L’Office national de Lutte contre la Fraude et la Corruption (OFNAC) vient de rendre public son premier rapport d’activités. L’accueil réservé à ce rapport, par l’opinion publique, reste mitigé. Une partie de celle-ci trouve décevants les résultats présentés, car n’y voyant aucun signe pouvant indiquer l’existence d’une quelconque volonté de s’attaquer aux vraies affaires. Une autre, tout en considérant les résultats perfectibles, exige que les rigueurs de la loi s’abattent sur toutes les personnes épinglées. Pour ma part, après avoir lu et analysé le rapport dans son entièreté, j’en viens au constat suivant : l’OFNAC est un machin inefficace et inutile qui devrait être supprimé au profit d’une autre entité aux compétences renforcées, mais bâti sur un autre modèle organisationnel moins bureaucratique.   

Du doute à la certitude

Lorsque l’OFNAC était porté sur les fonts baptismaux, en 2012, j’étais dubitatif sur sa capacité à lutter contre la fraude et la corruption au regard de sa mission comparativement à son organisation et à ses règles de fonctionnement.

La nomination de ses membres m’avait rendu davantage perplexe en constatant que parmi ceux-ci figurent des personnes sur lesquelles pesaient de graves accusations ou de lourds soupçons d’impartialité. Je rappelle ici le cas de deux de ses membres. Il y a, d’abord, celui du Colonel de Gendarmerie Moctar Sow que le Colonel Abdou Aziz NDaw accusait, dans ses deux brûlots, d’avoir contribué à la mise en place d’un système mafieux visant à contrôler les circuits de la corruption au sein de la Gendarmerie nationale lorsqu’il était Chef de Cabinet du Haut commandant de la Gendarmerie Nationale. À ce que ce je sache, il n’a ni démenti ces graves accusations, ni porté plainte contre leur auteur. Le second cas est celui de l’ancien ministre libéral du Commerce et ex-responsable politique du Parti démocratique sénégalais (PDS) au Fouta, Amadou Niang, viré au marron-beige (APR) après la seconde alternance. Sa nomination s’était faite en violation de l’article 4 de la loi portant création de l’OFNAC, lequel édicte un certain nombre de critères de nomination notamment l’apolitisme et l’impartialité.

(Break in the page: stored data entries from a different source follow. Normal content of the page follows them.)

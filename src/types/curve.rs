use std::fmt;

use serde::{Deserialize, Deserializer, Serialize};

/// A Bézier control point in normalized space.
#[derive(Debug, Clone, Copy, PartialEq, Serialize, Deserialize)]
pub struct ControlPoint {
    pub x: f64,
    pub y: f64,
}

impl ControlPoint {
    #[must_use]
    pub const fn new(x: f64, y: f64) -> Self {
        Self { x, y }
    }
}

impl From<(f64, f64)> for ControlPoint {
    fn from((x, y): (f64, f64)) -> Self {
        Self { x, y }
    }
}

/// Response curve applied in normalized [0, 1] space between normalization
/// and denormalization.
///
/// On the wire the variant is selected by a `type` field. Bézier points may
/// be written as `[[x, y], ...]`, `[{"x": .., "y": ..}, ...]`, or a flat
/// `[x0, y0, x1, y1, ...]` list.
#[derive(Debug, Clone, PartialEq, Default, Serialize, Deserialize)]
#[serde(tag = "type")]
pub enum InterpolationDefinition {
    #[default]
    #[serde(alias = "Linear", alias = "identity", alias = "linear")]
    Identity,
    #[serde(alias = "bezier")]
    Bezier {
        #[serde(deserialize_with = "deserialize_points")]
        points: Vec<ControlPoint>,
    },
}

impl InterpolationDefinition {
    /// Build a Bézier definition from `(x, y)` pairs. Not validated.
    #[must_use]
    pub fn bezier(points: impl IntoIterator<Item = (f64, f64)>) -> Self {
        InterpolationDefinition::Bezier {
            points: points.into_iter().map(ControlPoint::from).collect(),
        }
    }
}

impl fmt::Display for InterpolationDefinition {
    fn fmt(&self, f: &mut fmt::Formatter<'_>) -> fmt::Result {
        match self {
            InterpolationDefinition::Identity => write!(f, "identity"),
            InterpolationDefinition::Bezier { points } => {
                write!(f, "bezier[")?;
                for (i, p) in points.iter().enumerate() {
                    if i > 0 {
                        write!(f, ", ")?;
                    }
                    write!(f, "({}, {})", p.x, p.y)?;
                }
                write!(f, "]")
            }
        }
    }
}

#[derive(Deserialize)]
#[serde(untagged)]
enum PointsRepr {
    Objects(Vec<ControlPoint>),
    Pairs(Vec<[f64; 2]>),
    Flat(Vec<f64>),
}

fn deserialize_points<'de, D>(deserializer: D) -> Result<Vec<ControlPoint>, D::Error>
where
    D: Deserializer<'de>,
{
    match PointsRepr::deserialize(deserializer)? {
        PointsRepr::Objects(points) => Ok(points),
        PointsRepr::Pairs(pairs) => Ok(pairs
            .into_iter()
            .map(|[x, y]| ControlPoint { x, y })
            .collect()),
        PointsRepr::Flat(coords) => {
            if coords.len() % 2 != 0 {
                return Err(serde::de::Error::custom(format!(
                    "flat control point list needs an even number of coordinates, got {}",
                    coords.len()
                )));
            }
            Ok(coords
                .chunks_exact(2)
                .map(|c| ControlPoint { x: c[0], y: c[1] })
                .collect())
        }
    }
}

Les louvoiements de l’OFNAC et/ou son silence assourdissant face à ce qui paraissait, aux yeux de l’opinion publique, comme étant des scandales de corruption et de concussion de grande envergure (Pétro-Tim, affaire Sénégal c. Arcelor-Mittal, affaire Lamine Diack, etc.), malgré son pouvoir d’auto-saisine que lui confère la loi, ont fini par installer, en moi, des doutes sur la volonté de cet organisme à faire face aux cas importants de corruption et de fraude.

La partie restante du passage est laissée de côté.